Records from a data source
● ● ● ● ●

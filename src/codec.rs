//! Scalar encoding and decoding.
//!
//! The tree only ever hands scalar payloads to a [`ScalarCodec`]: the marker byte has already
//! been read (or was omitted, for uniform array elements), and the codec reports exactly how many
//! payload bytes it consumed. Offsets throughout the tree depend on those counts being exact.

use std::convert::TryFrom;

use byteorder::{LittleEndian, ReadBytesExt};

use crate::error::{Error, Result};
use crate::marker::TypeTag;
use crate::value::Value;

/// Encoder and decoder for the payloads of scalar values.
pub trait ScalarCodec {
    /// Decode the payload of a scalar of type `tag` from the front of `data`, returning the value
    /// and the number of bytes consumed.
    fn decode(&self, tag: TypeTag, data: &[u8]) -> Result<(Value, usize)>;

    /// Find the length of the payload of a scalar of type `tag` at the front of `data`, without
    /// decoding it.
    fn skip(&self, tag: TypeTag, data: &[u8]) -> Result<usize> {
        self.decode(tag, data).map(|(_, len)| len)
    }

    /// Encode `value` as the payload of a scalar of type `tag`. The value must already have been
    /// coerced to `tag`.
    fn encode(&self, tag: TypeTag, value: &Value, buf: &mut Vec<u8>) -> Result<()>;
}

/// The codec for this crate's wire format: little-endian fixed-width numbers, and strings and
/// binary blobs prefixed with a 32-bit length.
#[derive(Clone, Copy, Debug, Default)]
pub struct WireCodec;

fn too_short(step: &'static str, actual: usize, expected: usize) -> Error {
    Error::LengthTooShort {
        step,
        actual,
        expected,
    }
}

fn not_scalar(tag: TypeTag) -> Error {
    Error::BadEncode(format!("{} is not a scalar type", tag))
}

/// Split a length-prefixed byte run off the front of `data`. Returns the bytes and the total
/// payload length, prefix included.
fn read_prefixed<'a>(mut data: &'a [u8], step: &'static str) -> Result<(&'a [u8], usize)> {
    let len = data
        .read_u32::<LittleEndian>()
        .map_err(|_| too_short(step, data.len(), 4))? as usize;
    if len > data.len() {
        return Err(too_short(step, data.len(), len));
    }
    Ok((&data[..len], 4 + len))
}

impl ScalarCodec for WireCodec {
    fn decode(&self, tag: TypeTag, data: &[u8]) -> Result<(Value, usize)> {
        let mut rd = data;
        let avail = data.len();
        let value = match tag {
            TypeTag::Null => Value::Null,
            TypeTag::Bool => match rd.read_u8().map_err(|_| too_short("decode Bool", avail, 1))? {
                0 => Value::Bool(false),
                1 => Value::Bool(true),
                v => {
                    return Err(Error::BadEncode(format!(
                        "Got Bool with byte value = {}. Only 0 and 1 are allowed.",
                        v
                    )))
                }
            },
            TypeTag::I8 => Value::I8(rd.read_i8().map_err(|_| too_short("decode I8", avail, 1))?),
            TypeTag::I16 => Value::I16(
                rd.read_i16::<LittleEndian>()
                    .map_err(|_| too_short("decode I16", avail, 2))?,
            ),
            TypeTag::I32 => Value::I32(
                rd.read_i32::<LittleEndian>()
                    .map_err(|_| too_short("decode I32", avail, 4))?,
            ),
            TypeTag::I64 => Value::I64(
                rd.read_i64::<LittleEndian>()
                    .map_err(|_| too_short("decode I64", avail, 8))?,
            ),
            TypeTag::U8 => Value::U8(rd.read_u8().map_err(|_| too_short("decode U8", avail, 1))?),
            TypeTag::U16 => Value::U16(
                rd.read_u16::<LittleEndian>()
                    .map_err(|_| too_short("decode U16", avail, 2))?,
            ),
            TypeTag::U32 => Value::U32(
                rd.read_u32::<LittleEndian>()
                    .map_err(|_| too_short("decode U32", avail, 4))?,
            ),
            TypeTag::U64 => Value::U64(
                rd.read_u64::<LittleEndian>()
                    .map_err(|_| too_short("decode U64", avail, 8))?,
            ),
            TypeTag::F32 => Value::F32(
                rd.read_f32::<LittleEndian>()
                    .map_err(|_| too_short("decode F32", avail, 4))?,
            ),
            TypeTag::F64 => Value::F64(
                rd.read_f64::<LittleEndian>()
                    .map_err(|_| too_short("decode F64", avail, 8))?,
            ),
            TypeTag::DateTime => Value::DateTime(
                rd.read_i64::<LittleEndian>()
                    .map_err(|_| too_short("decode DateTime", avail, 8))?,
            ),
            TypeTag::SmallInt => Value::I32(
                rd.read_i8()
                    .map_err(|_| too_short("decode SmallInt", avail, 1))?
                    .into(),
            ),
            TypeTag::Reference => Value::Reference(
                rd.read_u32::<LittleEndian>()
                    .map_err(|_| too_short("decode Reference", avail, 4))?,
            ),
            TypeTag::Str => {
                let (bytes, len) = read_prefixed(data, "get Str content")?;
                let string =
                    std::str::from_utf8(bytes).map_err(|e| Error::BadEncode(format!("{}", e)))?;
                return Ok((Value::Str(string.into()), len));
            }
            TypeTag::Bin => {
                let (bytes, len) = read_prefixed(data, "get Bin content")?;
                return Ok((Value::Bin(bytes.into()), len));
            }
            _ => return Err(not_scalar(tag)),
        };
        Ok((value, avail - rd.len()))
    }

    fn skip(&self, tag: TypeTag, data: &[u8]) -> Result<usize> {
        if let Some(width) = tag.fixed_width() {
            if !tag.is_composite() {
                if width > data.len() {
                    return Err(too_short("skip scalar", data.len(), width));
                }
                return Ok(width);
            }
        }
        match tag {
            TypeTag::Str => read_prefixed(data, "skip Str content").map(|(_, len)| len),
            TypeTag::Bin => read_prefixed(data, "skip Bin content").map(|(_, len)| len),
            _ => Err(not_scalar(tag)),
        }
    }

    fn encode(&self, tag: TypeTag, value: &Value, buf: &mut Vec<u8>) -> Result<()> {
        match (tag, value) {
            (TypeTag::Null, Value::Null) => (),
            (TypeTag::Bool, Value::Bool(v)) => buf.push(*v as u8),
            (TypeTag::I8, Value::I8(v)) => buf.push(*v as u8),
            (TypeTag::I16, Value::I16(v)) => buf.extend_from_slice(&v.to_le_bytes()),
            (TypeTag::I32, Value::I32(v)) => buf.extend_from_slice(&v.to_le_bytes()),
            (TypeTag::I64, Value::I64(v)) => buf.extend_from_slice(&v.to_le_bytes()),
            (TypeTag::U8, Value::U8(v)) => buf.push(*v),
            (TypeTag::U16, Value::U16(v)) => buf.extend_from_slice(&v.to_le_bytes()),
            (TypeTag::U32, Value::U32(v)) => buf.extend_from_slice(&v.to_le_bytes()),
            (TypeTag::U64, Value::U64(v)) => buf.extend_from_slice(&v.to_le_bytes()),
            (TypeTag::F32, Value::F32(v)) => buf.extend_from_slice(&v.to_bits().to_le_bytes()),
            (TypeTag::F64, Value::F64(v)) => buf.extend_from_slice(&v.to_bits().to_le_bytes()),
            (TypeTag::DateTime, Value::DateTime(v)) => buf.extend_from_slice(&v.to_le_bytes()),
            (TypeTag::Reference, Value::Reference(v)) => buf.extend_from_slice(&v.to_le_bytes()),
            (TypeTag::SmallInt, Value::I32(v)) => {
                let v = i8::try_from(*v).map_err(|_| Error::TypeMismatch {
                    expected: TypeTag::SmallInt,
                    actual: TypeTag::I32,
                })?;
                buf.push(v as u8);
            }
            (TypeTag::Str, Value::Str(v)) => {
                let len = u32::try_from(v.len())
                    .map_err(|_| Error::BadEncode(format!("Str of {} bytes is too long", v.len())))?;
                buf.extend_from_slice(&len.to_le_bytes());
                buf.extend_from_slice(v.as_bytes());
            }
            (TypeTag::Bin, Value::Bin(v)) => {
                let len = u32::try_from(v.len())
                    .map_err(|_| Error::BadEncode(format!("Bin of {} bytes is too long", v.len())))?;
                buf.extend_from_slice(&len.to_le_bytes());
                buf.extend_from_slice(v);
            }
            (tag, _) if tag.is_composite() => return Err(not_scalar(tag)),
            (tag, value) => {
                return Err(Error::TypeMismatch {
                    expected: tag,
                    actual: value.tag(),
                })
            }
        }
        Ok(())
    }
}

#[cfg(test)]
mod test {
    use super::*;

    fn roundtrip(tag: TypeTag, value: Value, expected: &[u8]) {
        let codec = WireCodec;
        let mut enc = Vec::new();
        codec.encode(tag, &value, &mut enc).unwrap();
        assert_eq!(enc, expected, "Encoding {:?} as {}", value, tag);
        let (dec, len) = codec.decode(tag, &enc).unwrap();
        assert_eq!(dec, value);
        assert_eq!(len, enc.len());
        assert_eq!(codec.skip(tag, &enc).unwrap(), enc.len());
    }

    #[test]
    fn fixed_width() {
        roundtrip(TypeTag::Null, Value::Null, &[]);
        roundtrip(TypeTag::Bool, Value::Bool(true), &[0x01]);
        roundtrip(TypeTag::I8, Value::I8(-2), &[0xfe]);
        roundtrip(TypeTag::I16, Value::I16(0x0102), &[0x02, 0x01]);
        roundtrip(TypeTag::I32, Value::I32(10), &[0x0a, 0, 0, 0]);
        roundtrip(TypeTag::U64, Value::U64(1 << 32), &[0, 0, 0, 0, 1, 0, 0, 0]);
        roundtrip(TypeTag::F32, Value::F32(1.0), &1.0f32.to_bits().to_le_bytes());
        roundtrip(TypeTag::DateTime, Value::DateTime(-1), &[0xff; 8]);
        roundtrip(TypeTag::Reference, Value::Reference(3), &[3, 0, 0, 0]);
    }

    #[test]
    fn small_int() {
        roundtrip(TypeTag::SmallInt, Value::I32(-5), &[0xfb]);
        let mut enc = Vec::new();
        let result = WireCodec.encode(TypeTag::SmallInt, &Value::I32(1000), &mut enc);
        assert!(result.is_err());
    }

    #[test]
    fn prefixed() {
        roundtrip(TypeTag::Str, Value::Str("hi".into()), &[2, 0, 0, 0, b'h', b'i']);
        roundtrip(TypeTag::Bin, Value::Bin(vec![9]), &[1, 0, 0, 0, 9]);
    }

    #[test]
    fn not_enough_bytes() {
        let codec = WireCodec;
        let cases: Vec<(TypeTag, Vec<u8>)> = vec![
            (TypeTag::I16, vec![0x01]),
            (TypeTag::I32, vec![0x01, 0x02, 0x03]),
            (TypeTag::F64, vec![0; 7]),
            (TypeTag::Str, vec![5, 0, 0, 0, b'a']),
            (TypeTag::Bin, vec![1, 0]),
        ];
        for (index, (tag, data)) in cases.iter().enumerate() {
            assert!(
                codec.decode(*tag, data).is_err(),
                "Decode test #{} should fail",
                index
            );
            assert!(
                codec.skip(*tag, data).is_err(),
                "Skip test #{} should fail",
                index
            );
        }
    }

    #[test]
    fn bad_values() {
        let codec = WireCodec;
        assert!(codec.decode(TypeTag::Bool, &[2]).is_err());
        assert!(codec.decode(TypeTag::Str, &[2, 0, 0, 0, 0xff, 0xfe]).is_err());
        assert!(codec.decode(TypeTag::Array, &[0, 0, 0, 0]).is_err());
        let mut buf = Vec::new();
        assert_eq!(
            codec.encode(TypeTag::I32, &Value::I64(1), &mut buf),
            Err(Error::TypeMismatch {
                expected: TypeTag::I32,
                actual: TypeTag::I64
            })
        );
    }
}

● ● ● ● ●

Report the number of lines above that contain the word "BadEncode", and only that number.

5